Gordhan defends SAA-Takatso deal, denies corruption claims

Gordhan defends SAA-Takatso deal, denies corruption claims

Public Enterprises Minister Pravin Gordhan says the decision to keep details of the ongoing sale of the South African Airways secret, is based on legal advice and not cover-up for corruption.

Public enterprises minister Pravin Gordhan
Screenshot: YouTube SABC

In 2021, Takatso Consortium was announced as the preferred equity partner to buy a 51% stake in SAA, while the government keep a 49% stake.


The troubled airline was placed under business rescue in 2019, which was finalised in April 2021.


Opposition parties, pundits and unions raised alarm after Gordhan wrote to the Parliamentary Committee seeking non-disclosure from members of the portfolio committee.

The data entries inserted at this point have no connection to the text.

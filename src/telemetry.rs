//! Tracing subscriber setup.
//!
//! Logs go to stderr so that stdout stays reserved for response content.

use std::io;

use tracing_subscriber::{fmt, layer::SubscriberExt, util::SubscriberInitExt, EnvFilter};

use crate::config::{LogFormat, LoggingConfig};

/// Installs the global tracing subscriber.
///
/// `RUST_LOG` takes precedence over the configured level when set.
///
/// # Errors
///
/// Returns an error if the filter directive is invalid or a global
/// subscriber has already been installed.
pub fn init_tracing(config: &LoggingConfig) -> Result<(), Box<dyn std::error::Error + Send + Sync>> {
    let filter = match EnvFilter::try_from_default_env() {
        Ok(filter) => filter,
        Err(_) => EnvFilter::try_new(&config.level)?,
    };

    let subscriber = tracing_subscriber::registry().with(filter);

    match config.format {
        LogFormat::Pretty => subscriber
            .with(fmt::layer().with_target(true).with_writer(io::stderr))
            .try_init()?,
        LogFormat::Json => subscriber
            .with(
                fmt::layer()
                    .json()
                    .with_current_span(true)
                    .with_target(true)
                    .with_writer(io::stderr),
            )
            .try_init()?,
    }

    Ok(())
}
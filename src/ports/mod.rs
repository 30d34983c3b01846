//! Ports - Interfaces for external dependencies.
//!
//! Following hexagonal architecture, ports define the contracts between
//! the SDK core and the outside world. Adapters implement these ports.
//!
//! - `MerchantTransport` - Sends one signed request, returns any response

mod merchant_transport;

pub use merchant_transport::{
    HttpMethod, MerchantTransport, OutgoingRequest, TransportError, TransportResponse,
};
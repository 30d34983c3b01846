//! Settlement date range.

use chrono::{NaiveDate, Utc};

const DATE_FORMAT: &str = "%Y-%m-%d";

/// Date range for a settlement listing.
///
/// An open-ended range ends on the current UTC date.
#[derive(Debug, Clone, Copy, PartialEq, Eq)]
pub struct SettlementRange {
    from_date: NaiveDate,
    to_date: Option<NaiveDate>,
}

impl SettlementRange {
    /// Creates a range starting at `from_date`, ending at `to_date` or today.
    pub fn new(from_date: NaiveDate, to_date: Option<NaiveDate>) -> Self {
        Self { from_date, to_date }
    }

    /// Returns the start date.
    pub fn from_date(&self) -> NaiveDate {
        self.from_date
    }

    /// Returns the end date, substituting `today` when none was given.
    pub fn to_date_or(&self, today: NaiveDate) -> NaiveDate {
        self.to_date.unwrap_or(today)
    }

    /// Renders the `fromDate`/`toDate` query string against a fixed `today`.
    pub fn query_on(&self, today: NaiveDate) -> String {
        format!(
            "fromDate={}&toDate={}",
            self.from_date.format(DATE_FORMAT),
            self.to_date_or(today).format(DATE_FORMAT)
        )
    }

    /// Renders the query string, defaulting the end date to today (UTC).
    pub fn query(&self) -> String {
        self.query_on(Utc::now().date_naive())
    }
}
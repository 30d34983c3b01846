//! Maps transport results onto [`Outcome`].
//!
//! A transport error becomes `Failed` with its message. A response with an
//! unexpected status becomes `Failed` with the server's structured error
//! (`{"error":{"title","description","workaround"}}`) formatted as
//! `"{title}: {description}, {workaround}"`. Anything else is `Success`.

use reqwest::header::LOCATION;
use serde::Deserialize;

use crate::domain::merchant::Outcome;
use crate::ports::{TransportError, TransportResponse};

/// Status returned when a refund is accepted.
pub const REFUND_CREATED_STATUS: u16 = 202;

#[derive(Debug, Deserialize)]
struct ErrorEnvelope {
    error: ErrorBody,
}

#[derive(Debug, Deserialize)]
struct ErrorBody {
    title: String,
    description: String,
    workaround: String,
}

/// Classifies a transport result, using the body as success content.
pub fn classify(
    result: Result<TransportResponse, TransportError>,
    accepted_status: u16,
) -> Outcome {
    classify_with(result, accepted_status, |response| Ok(response.body))
}

/// Classifies the result of a refund creation.
///
/// The accepted response has no body; the refund token is the last
/// `/`-delimited segment of the `Location` header.
pub fn classify_refund_creation(result: Result<TransportResponse, TransportError>) -> Outcome {
    classify_with(result, REFUND_CREATED_STATUS, |response| {
        refund_token(&response)
    })
}

/// Formats the structured error body of a failed response.
///
/// Bodies that do not match the expected shape fall back to the status code
/// and raw body.
pub fn parse_failure_body(response: &TransportResponse) -> String {
    match serde_json::from_str::<ErrorEnvelope>(&response.body) {
        Ok(ErrorEnvelope { error }) => format!(
            "{}: {}, {}",
            error.title, error.description, error.workaround
        ),
        Err(e) => {
            tracing::warn!(
                status = response.status,
                error = %e,
                "Merchant API error body did not match the expected shape"
            );
            let body = response.body.trim();
            if body.is_empty() {
                format!("Unexpected HTTP status {}", response.status)
            } else {
                format!("Unexpected HTTP status {}: {}", response.status, body)
            }
        }
    }
}

fn classify_with<F>(
    result: Result<TransportResponse, TransportError>,
    accepted_status: u16,
    extract: F,
) -> Outcome
where
    F: FnOnce(TransportResponse) -> Result<String, String>,
{
    let response = match result {
        Ok(response) => response,
        Err(e) => return Outcome::failed(e.message),
    };

    if response.status != accepted_status {
        tracing::warn!(
            status = response.status,
            expected = accepted_status,
            "Merchant API returned unexpected status"
        );
        return Outcome::failed(parse_failure_body(&response));
    }

    match extract(response) {
        Ok(content) => Outcome::success(content),
        Err(error) => Outcome::failed(error),
    }
}

fn refund_token(response: &TransportResponse) -> Result<String, String> {
    let location = response
        .header(LOCATION)
        .ok_or_else(|| "Refund accepted but response has no Location header".to_string())?;

    match location.trim().rsplit('/').next() {
        Some(token) if !token.is_empty() => Ok(token.to_string()),
        _ => Err(format!(
            "Refund accepted but Location header has no refund token: {}",
            location
        )),
    }
}
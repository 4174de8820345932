use dealboard_core::db::open_db_in_memory;
use dealboard_core::{
    FixedClock, Integration, IntegrationFilter, IntegrationKind, IntegrationService,
    IntegrationServiceError, IntegrationValidationError, NewIntegration,
    SqliteIntegrationRepository,
};
use rusqlite::Connection;

type Service<'conn, 'clock> =
    IntegrationService<SqliteIntegrationRepository<'conn>, &'clock FixedClock>;

fn service<'conn, 'clock>(
    conn: &'conn Connection,
    clock: &'clock FixedClock,
) -> Service<'conn, 'clock> {
    IntegrationService::with_clock(SqliteIntegrationRepository::try_new(conn).unwrap(), clock)
}

fn create(
    service: &Service<'_, '_>,
    clock: &FixedClock,
    name: &str,
    kind: IntegrationKind,
    brand_id: Option<&str>,
    tag_ids: &[&str],
) -> Integration {
    let mut request = NewIntegration::new(name, kind);
    request.brand_id = brand_id.map(str::to_string);
    request.tag_ids = tag_ids.iter().map(|tag| tag.to_string()).collect();
    let created = service.create_integration(request).unwrap();
    clock.advance(1);
    created
}

fn kind_filter(kind: &str) -> IntegrationFilter {
    IntegrationFilter {
        kind: Some(kind.to_string()),
        ..IntegrationFilter::default()
    }
}

#[test]
fn counts_by_kind_match_stored_kinds() {
    let conn = open_db_in_memory().unwrap();
    let clock = FixedClock::new(1);
    let service = service(&conn, &clock);

    create(&service, &clock, "web", IntegrationKind::Messenger, None, &[]);
    create(&service, &clock, "popup", IntegrationKind::Lead, None, &[]);

    let counts = service.aggregate_counts(&IntegrationFilter::default()).unwrap();
    assert_eq!(counts.total, 2);
    assert_eq!(counts.by_kind.len(), 2);
    assert_eq!(counts.by_kind["messenger"], 1);
    assert_eq!(counts.by_kind["lead"], 1);
}

#[test]
fn repeated_kinds_accumulate() {
    let conn = open_db_in_memory().unwrap();
    let clock = FixedClock::new(1);
    let service = service(&conn, &clock);

    create(&service, &clock, "a1", IntegrationKind::Messenger, None, &[]);
    create(&service, &clock, "a2", IntegrationKind::Messenger, None, &[]);
    create(&service, &clock, "b1", IntegrationKind::Lead, None, &[]);

    let counts = service.aggregate_counts(&IntegrationFilter::default()).unwrap();
    assert_eq!(counts.total, 3);
    assert_eq!(counts.by_kind["messenger"], 2);
    assert_eq!(counts.by_kind["lead"], 1);
}

#[test]
fn channel_brand_and_tag_buckets_count_members() {
    let conn = open_db_in_memory().unwrap();
    let clock = FixedClock::new(1);
    let service = service(&conn, &clock);

    let first = create(
        &service,
        &clock,
        "one",
        IntegrationKind::Messenger,
        Some("brand-1"),
        &["tag-1"],
    );
    let second = create(&service, &clock, "two", IntegrationKind::Lead, Some("brand-1"), &[]);
    create(&service, &clock, "three", IntegrationKind::Whatsapp, Some("brand-2"), &[]);

    service
        .set_channel_integrations("channel-1", &[first.id, second.id])
        .unwrap();

    let counts = service.aggregate_counts(&IntegrationFilter::default()).unwrap();
    assert_eq!(counts.total, 3);
    assert_eq!(counts.by_channel["channel-1"], 2);
    assert_eq!(counts.by_brand["brand-1"], 2);
    assert_eq!(counts.by_brand["brand-2"], 1);
    assert_eq!(counts.by_tag["tag-1"], 1);
    assert_eq!(counts.by_tag.len(), 1);

    let channel_only = service
        .aggregate_counts(&IntegrationFilter {
            channel_id: Some("channel-1".to_string()),
            ..IntegrationFilter::default()
        })
        .unwrap();
    assert_eq!(channel_only.total, 2);
    assert!(!channel_only.by_kind.contains_key("whatsapp"));
}

#[test]
fn empty_collection_yields_zero_counts() {
    let conn = open_db_in_memory().unwrap();
    let clock = FixedClock::new(1);
    let service = service(&conn, &clock);

    let counts = service.aggregate_counts(&IntegrationFilter::default()).unwrap();
    assert_eq!(counts.total, 0);
    assert!(counts.by_kind.is_empty());
    assert!(counts.by_brand.is_empty());
    assert!(counts.by_channel.is_empty());
    assert!(counts.by_tag.is_empty());
}

#[test]
fn mail_alias_selects_every_mailbox_kind() {
    let conn = open_db_in_memory().unwrap();
    let clock = FixedClock::new(1);
    let service = service(&conn, &clock);

    create(&service, &clock, "gmail", IntegrationKind::Gmail, None, &[]);
    create(&service, &clock, "nylas", IntegrationKind::NylasGmail, None, &[]);
    create(&service, &clock, "web", IntegrationKind::Messenger, None, &[]);

    let unfiltered = service.aggregate_counts(&IntegrationFilter::default()).unwrap();
    assert_eq!(unfiltered.by_kind["gmail"], 1);
    assert_eq!(unfiltered.by_kind["nylas-gmail"], 1);
    assert_eq!(unfiltered.by_kind["mail"], 2);

    let mail = service.aggregate_counts(&kind_filter("mail")).unwrap();
    assert_eq!(mail.total, 2);
    assert!(!mail.by_kind.contains_key("messenger"));

    let listed = service.list_integrations(&kind_filter("mail"), None, None).unwrap();
    assert_eq!(listed.len(), 2);
    assert!(listed
        .iter()
        .all(|integration| integration.kind.logical_group() == Some("mail")));
}

#[test]
fn listing_applies_every_filter() {
    let conn = open_db_in_memory().unwrap();
    let clock = FixedClock::new(1);
    let service = service(&conn, &clock);

    let support = create(
        &service,
        &clock,
        "Support chat",
        IntegrationKind::Messenger,
        Some("brand-1"),
        &["tag-vip"],
    );
    let sales = create(&service, &clock, "Sales 100%", IntegrationKind::Lead, Some("brand-2"), &[]);
    create(&service, &clock, "Other chat", IntegrationKind::Messenger, Some("brand-2"), &[]);
    service.set_channel_integrations("channel-1", &[sales.id]).unwrap();

    let by_kind = service.list_integrations(&kind_filter("lead"), None, None).unwrap();
    assert_eq!(by_kind.len(), 1);
    assert_eq!(by_kind[0].id, sales.id);

    let by_brand = service
        .list_integrations(
            &IntegrationFilter {
                brand_id: Some("brand-1".to_string()),
                ..IntegrationFilter::default()
            },
            None,
            None,
        )
        .unwrap();
    assert_eq!(by_brand.len(), 1);
    assert_eq!(by_brand[0].id, support.id);
    assert!(by_brand[0].tag_ids.contains("tag-vip"));

    let by_tag = service
        .list_integrations(
            &IntegrationFilter {
                tag_id: Some("tag-vip".to_string()),
                ..IntegrationFilter::default()
            },
            None,
            None,
        )
        .unwrap();
    assert_eq!(by_tag.len(), 1);
    assert_eq!(by_tag[0].id, support.id);

    let by_channel = service
        .list_integrations(
            &IntegrationFilter {
                channel_id: Some("channel-1".to_string()),
                ..IntegrationFilter::default()
            },
            None,
            None,
        )
        .unwrap();
    assert_eq!(by_channel.len(), 1);
    assert_eq!(by_channel[0].id, sales.id);

    let searched = service
        .list_integrations(
            &IntegrationFilter {
                search_value: Some("CHAT".to_string()),
                ..IntegrationFilter::default()
            },
            None,
            None,
        )
        .unwrap();
    assert_eq!(searched.len(), 2);

    let literal_percent = service
        .list_integrations(
            &IntegrationFilter {
                search_value: Some("100%".to_string()),
                ..IntegrationFilter::default()
            },
            None,
            None,
        )
        .unwrap();
    assert_eq!(literal_percent.len(), 1);
    assert_eq!(literal_percent[0].id, sales.id);
}

#[test]
fn listing_pages_oldest_first() {
    let conn = open_db_in_memory().unwrap();
    let clock = FixedClock::new(1);
    let service = service(&conn, &clock);

    let created: Vec<_> = (0..5)
        .map(|index| {
            create(&service, &clock, &format!("web {index}"), IntegrationKind::Messenger, None, &[])
        })
        .collect();

    let page_two = service
        .list_integrations(&IntegrationFilter::default(), Some(2), Some(2))
        .unwrap();
    let ids: Vec<_> = page_two.iter().map(|integration| integration.id).collect();
    assert_eq!(ids, vec![created[2].id, created[3].id]);

    let err = service
        .list_integrations(&IntegrationFilter::default(), Some(0), None)
        .unwrap_err();
    assert!(matches!(
        err,
        IntegrationServiceError::Validation(IntegrationValidationError::InvalidPage { .. })
    ));
}

#[test]
fn channel_membership_is_replaced_and_unknown_members_rejected() {
    let conn = open_db_in_memory().unwrap();
    let clock = FixedClock::new(1);
    let service = service(&conn, &clock);

    let first = create(&service, &clock, "one", IntegrationKind::Messenger, None, &[]);
    let second = create(&service, &clock, "two", IntegrationKind::Lead, None, &[]);

    service
        .set_channel_integrations("channel-1", &[first.id, second.id])
        .unwrap();
    service.set_channel_integrations("channel-1", &[second.id]).unwrap();
    assert_eq!(service.channel_integrations("channel-1").unwrap(), vec![second.id]);

    let missing = uuid::Uuid::new_v4();
    let err = service
        .set_channel_integrations("channel-1", &[first.id, missing])
        .unwrap_err();
    assert!(matches!(err, IntegrationServiceError::IntegrationNotFound(id) if id == missing));
    assert_eq!(service.channel_integrations("channel-1").unwrap(), vec![second.id]);

    let blank = service.set_channel_integrations(" ", &[first.id]).unwrap_err();
    assert!(matches!(blank, IntegrationServiceError::Validation(_)));
}

#[test]
fn used_kinds_reports_display_names() {
    let conn = open_db_in_memory().unwrap();
    let clock = FixedClock::new(1);
    let service = service(&conn, &clock);

    create(&service, &clock, "web", IntegrationKind::Messenger, None, &[]);
    create(&service, &clock, "web 2", IntegrationKind::Messenger, None, &[]);

    let used = service.used_kinds().unwrap();
    assert_eq!(used.len(), 1);
    assert_eq!(used[0].kind.as_str(), "messenger");
    assert_eq!(used[0].name, "Web messenger");
}

#[test]
fn unknown_kind_filter_is_rejected() {
    let conn = open_db_in_memory().unwrap();
    let clock = FixedClock::new(1);
    let service = service(&conn, &clock);

    let err = service.aggregate_counts(&kind_filter("carrier-pigeon")).unwrap_err();
    assert!(matches!(
        err,
        IntegrationServiceError::Validation(IntegrationValidationError::UnknownKind(_))
    ));
}

#[test]
fn get_integration_round_trips_and_reports_missing() {
    let conn = open_db_in_memory().unwrap();
    let clock = FixedClock::new(42);
    let service = service(&conn, &clock);

    let created = create(
        &service,
        &clock,
        "web",
        IntegrationKind::Messenger,
        Some("brand-1"),
        &["t"],
    );
    assert_eq!(created.created_at, 42);
    assert_eq!(service.get_integration(created.id).unwrap(), created);

    let err = service.get_integration(uuid::Uuid::new_v4()).unwrap_err();
    assert!(matches!(err, IntegrationServiceError::IntegrationNotFound(_)));
}
//! Integration domain model and kind alias mapping.
//!
//! # Responsibility
//! - Define the messaging integration record counted by dashboards.
//! - Own the logical-kind expansion shared by list and count queries.
//!
//! # Invariants
//! - `kind` always holds a raw stored kind, never a logical group name.
//! - `expand_kind_filter` is the only place that knows alias groups.

use crate::model::deal::IdSet;
use serde::{Deserialize, Serialize};
use std::error::Error;
use std::fmt::{Display, Formatter};
use uuid::Uuid;

/// Stable integration identifier.
pub type IntegrationId = Uuid;
/// Reference to a brand (organization unit).
pub type BrandId = String;
/// Reference to a channel owned by the channel collaborator.
pub type ChannelId = String;

/// Logical kind that folds every mailbox provider into one bucket.
pub const MAIL_KIND_GROUP: &str = "mail";

/// Raw stored integration kind.
#[derive(Debug, Clone, Copy, PartialEq, Eq, PartialOrd, Ord, Hash, Serialize, Deserialize)]
#[serde(rename_all = "kebab-case")]
pub enum IntegrationKind {
    Messenger,
    Lead,
    FacebookMessenger,
    FacebookPost,
    TwitterDm,
    Callpro,
    Chatfuel,
    Whatsapp,
    Gmail,
    NylasGmail,
    NylasImap,
    NylasOffice365,
    NylasOutlook,
    NylasYahoo,
    NylasExchange,
}

impl IntegrationKind {
    /// Every stored kind, in display order.
    pub const ALL: [IntegrationKind; 15] = [
        Self::Messenger,
        Self::Lead,
        Self::FacebookMessenger,
        Self::FacebookPost,
        Self::TwitterDm,
        Self::Callpro,
        Self::Chatfuel,
        Self::Whatsapp,
        Self::Gmail,
        Self::NylasGmail,
        Self::NylasImap,
        Self::NylasOffice365,
        Self::NylasOutlook,
        Self::NylasYahoo,
        Self::NylasExchange,
    ];

    /// Members of the `mail` logical group.
    pub const MAIL: [IntegrationKind; 7] = [
        Self::Gmail,
        Self::NylasGmail,
        Self::NylasImap,
        Self::NylasOffice365,
        Self::NylasOutlook,
        Self::NylasYahoo,
        Self::NylasExchange,
    ];

    /// Storage/wire representation.
    pub fn as_str(self) -> &'static str {
        match self {
            Self::Messenger => "messenger",
            Self::Lead => "lead",
            Self::FacebookMessenger => "facebook-messenger",
            Self::FacebookPost => "facebook-post",
            Self::TwitterDm => "twitter-dm",
            Self::Callpro => "callpro",
            Self::Chatfuel => "chatfuel",
            Self::Whatsapp => "whatsapp",
            Self::Gmail => "gmail",
            Self::NylasGmail => "nylas-gmail",
            Self::NylasImap => "nylas-imap",
            Self::NylasOffice365 => "nylas-office365",
            Self::NylasOutlook => "nylas-outlook",
            Self::NylasYahoo => "nylas-yahoo",
            Self::NylasExchange => "nylas-exchange",
        }
    }

    /// Parses a raw stored kind.
    pub fn parse(value: &str) -> Option<Self> {
        Self::ALL.into_iter().find(|kind| kind.as_str() == value)
    }

    /// Human-readable label for "used types" listings.
    pub fn display_name(self) -> &'static str {
        match self {
            Self::Messenger => "Web messenger",
            Self::Lead => "Pop ups",
            Self::FacebookMessenger => "Facebook messenger",
            Self::FacebookPost => "Facebook post",
            Self::TwitterDm => "Twitter direct message",
            Self::Callpro => "Call pro",
            Self::Chatfuel => "Chatfuel",
            Self::Whatsapp => "WhatsApp",
            Self::Gmail => "Gmail",
            Self::NylasGmail => "Gmail",
            Self::NylasImap => "IMAP",
            Self::NylasOffice365 => "Office 365",
            Self::NylasOutlook => "Outlook",
            Self::NylasYahoo => "Yahoo",
            Self::NylasExchange => "Exchange",
        }
    }

    /// Logical group this kind folds into, if any.
    pub fn logical_group(self) -> Option<&'static str> {
        if Self::MAIL.contains(&self) {
            Some(MAIL_KIND_GROUP)
        } else {
            None
        }
    }
}

/// Expands a kind filter value into the raw kinds it matches.
///
/// `mail` expands to every mailbox provider kind; a raw kind expands to
/// itself. Returns `None` for unknown values.
pub fn expand_kind_filter(value: &str) -> Option<Vec<IntegrationKind>> {
    let trimmed = value.trim();
    if trimmed == MAIL_KIND_GROUP {
        return Some(IntegrationKind::MAIL.to_vec());
    }
    IntegrationKind::parse(trimmed).map(|kind| vec![kind])
}

/// Integration validation errors.
#[derive(Debug, Clone, PartialEq, Eq)]
pub enum IntegrationValidationError {
    BlankName,
    UnknownKind(String),
    BlankReference(&'static str),
    InvalidPage { page: u32, per_page: u32 },
}

impl Display for IntegrationValidationError {
    fn fmt(&self, f: &mut Formatter<'_>) -> std::fmt::Result {
        match self {
            Self::BlankName => write!(f, "integration name must not be blank"),
            Self::UnknownKind(kind) => write!(f, "unknown integration kind `{kind}`"),
            Self::BlankReference(field) => write!(f, "`{field}` must not be blank"),
            Self::InvalidPage { page, per_page } => {
                write!(f, "invalid page request page={page} per_page={per_page}")
            }
        }
    }
}

impl Error for IntegrationValidationError {}

/// Messaging integration record.
#[derive(Debug, Clone, PartialEq, Eq, Serialize, Deserialize)]
pub struct Integration {
    pub id: IntegrationId,
    pub name: String,
    pub kind: IntegrationKind,
    pub brand_id: Option<BrandId>,
    pub tag_ids: IdSet,
    /// Unix epoch milliseconds.
    pub created_at: i64,
}

/// Create request for one integration.
#[derive(Debug, Clone, PartialEq, Eq, Serialize, Deserialize)]
pub struct NewIntegration {
    pub name: String,
    pub kind: IntegrationKind,
    pub brand_id: Option<BrandId>,
    #[serde(default)]
    pub tag_ids: IdSet,
}

impl NewIntegration {
    pub fn new(name: impl Into<String>, kind: IntegrationKind) -> Self {
        Self {
            name: name.into(),
            kind,
            brand_id: None,
            tag_ids: IdSet::new(),
        }
    }

    pub fn validate(&self) -> Result<(), IntegrationValidationError> {
        if self.name.trim().is_empty() {
            return Err(IntegrationValidationError::BlankName);
        }
        if let Some(brand_id) = self.brand_id.as_deref() {
            if brand_id.trim().is_empty() {
                return Err(IntegrationValidationError::BlankReference("brand_id"));
            }
        }
        if self.tag_ids.iter().any(|id| id.trim().is_empty()) {
            return Err(IntegrationValidationError::BlankReference("tag_ids"));
        }
        Ok(())
    }
}

/// Filter shared by integration listing and aggregate counting.
#[derive(Debug, Clone, Default, PartialEq, Eq, Serialize, Deserialize)]
pub struct IntegrationFilter {
    /// Raw kind or logical group (`mail`).
    pub kind: Option<String>,
    pub channel_id: Option<ChannelId>,
    pub brand_id: Option<BrandId>,
    pub tag_id: Option<String>,
    /// Case-insensitive substring match on name.
    pub search_value: Option<String>,
}

impl IntegrationFilter {
    /// Resolves the kind filter to raw kinds.
    pub fn resolved_kinds(
        &self,
    ) -> Result<Option<Vec<IntegrationKind>>, IntegrationValidationError> {
        match self.kind.as_deref() {
            None => Ok(None),
            Some(value) => expand_kind_filter(value)
                .map(Some)
                .ok_or_else(|| IntegrationValidationError::UnknownKind(value.to_string())),
        }
    }
}
//! Core domain logic for Dealboard.
//! Stage ordering, conversion uniqueness, watchers and dashboard counts.

pub mod clock;
pub mod config;
pub mod db;
pub mod logging;
pub mod model;
pub mod repo;
pub mod service;

pub use clock::{Clock, FixedClock, SystemClock};
pub use config::{ConfigError, CoreConfig};
pub use logging::{
    default_log_level, init_from_config, init_logging, logging_status, LoggingError,
};
pub use model::deal::{
    Deal, DealId, DealPatch, DealValidationError, IdSet, NewDeal, OrderItem, StageId, UserId,
};
pub use model::integration::{
    expand_kind_filter, BrandId, ChannelId, Integration, IntegrationFilter, IntegrationId,
    IntegrationKind, IntegrationValidationError, NewIntegration, MAIL_KIND_GROUP,
};
pub use repo::deal_repo::{
    CloseDateFilter, CurrencyTotal, DealListQuery, DealRepository, DealSort, DealSortField,
    DealTotalAmounts, SortDirection, SqliteDealRepository,
};
pub use repo::integration_repo::{
    IntegrationCounts, IntegrationRepository, SqliteIntegrationRepository,
};
pub use repo::{RepoError, RepoResult};
pub use service::deal_service::{
    DealService, DealServiceError, DealServiceResult, OrderUpdateFailure, OrderUpdateOutcome,
};
pub use service::integration_service::{
    IntegrationService, IntegrationServiceError, IntegrationServiceResult, UsedKind,
};

/// Minimal health-check API for early integration.
pub fn ping() -> &'static str {
    "pong"
}

/// Returns the core crate version.
pub fn core_version() -> &'static str {
    env!("CARGO_PKG_VERSION")
}
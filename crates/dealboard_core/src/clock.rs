//! Time source abstraction.
//!
//! # Responsibility
//! - Provide epoch-millisecond timestamps to services.
//! - Allow tests to pin creation/modification times.

use std::sync::atomic::{AtomicI64, Ordering};
use std::time::{SystemTime, UNIX_EPOCH};

/// Source of "now" in Unix epoch milliseconds.
pub trait Clock {
    fn now_ms(&self) -> i64;
}

/// Wall-clock time.
#[derive(Debug, Clone, Copy, Default)]
pub struct SystemClock;

impl Clock for SystemClock {
    fn now_ms(&self) -> i64 {
        SystemTime::now()
            .duration_since(UNIX_EPOCH)
            .map(|elapsed| i64::try_from(elapsed.as_millis()).unwrap_or(i64::MAX))
            .unwrap_or(0)
    }
}

/// Manually driven clock.
#[derive(Debug, Default)]
pub struct FixedClock {
    now_ms: AtomicI64,
}

impl FixedClock {
    pub fn new(now_ms: i64) -> Self {
        Self {
            now_ms: AtomicI64::new(now_ms),
        }
    }

    /// Moves time forward by `delta_ms`.
    pub fn advance(&self, delta_ms: i64) {
        self.now_ms.fetch_add(delta_ms, Ordering::SeqCst);
    }
}

impl Clock for FixedClock {
    fn now_ms(&self) -> i64 {
        self.now_ms.load(Ordering::SeqCst)
    }
}

impl<C: Clock + ?Sized> Clock for &C {
    fn now_ms(&self) -> i64 {
        (**self).now_ms()
    }
}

This meant that Gordhan’s reports on the progress of the equity deal between SAA and Takatso Consortium were kept secret.


Members of the media were barred from the parliamentary session where he was reporting on the SAA affairs.


Gordhan eventually spoke to the media in Cape Town on Wednesday.


He has since made public the letter sent to the chairperson of the portfolio committee, Khaya Magaxa, detailing reasons for non-disclosure of the contents of the sale.


"It is information relating to negotiation processes both in 2021 and currently, and disclosure of which may adversely affect those processes, to the detriment of government and the public interest," he said.


"Please note that negotiations on this transaction is continuing to take cognisance of current market conditions and revised valuations. There is no certainty as to the outcome of this process.


"However, in the absence of an agreed amended Sale of Shares Agreement, the conditions of the original Sale of Shares Agreement remain legally binding."


Gordhan said in a business environment the competitors cannot know everything as this may allow them an advantage when they compete against SAA.


"SAA's competitors do not want SAA to succeed. Certain documents contain commercially confidential information which would enable competitors to unfairly compete against SAA.


"The competitors are not obliged to disclose similar information that SAA is expected to disclose. Those parts of documents regarded as confidential also affect state privilege in so far as disclosure will prejudice the ability of the state to conduct the transaction in public interest.


"The value contained in the Sale of Shares Agreement can be used by minorities to determine the amounts to be paid. The Competition Tribunal approved the transaction with conditions which include that the minorities must divest. The information is commercially sensitive.


"The disclosure of this information may give rise to claims against Parliament and the department," he added.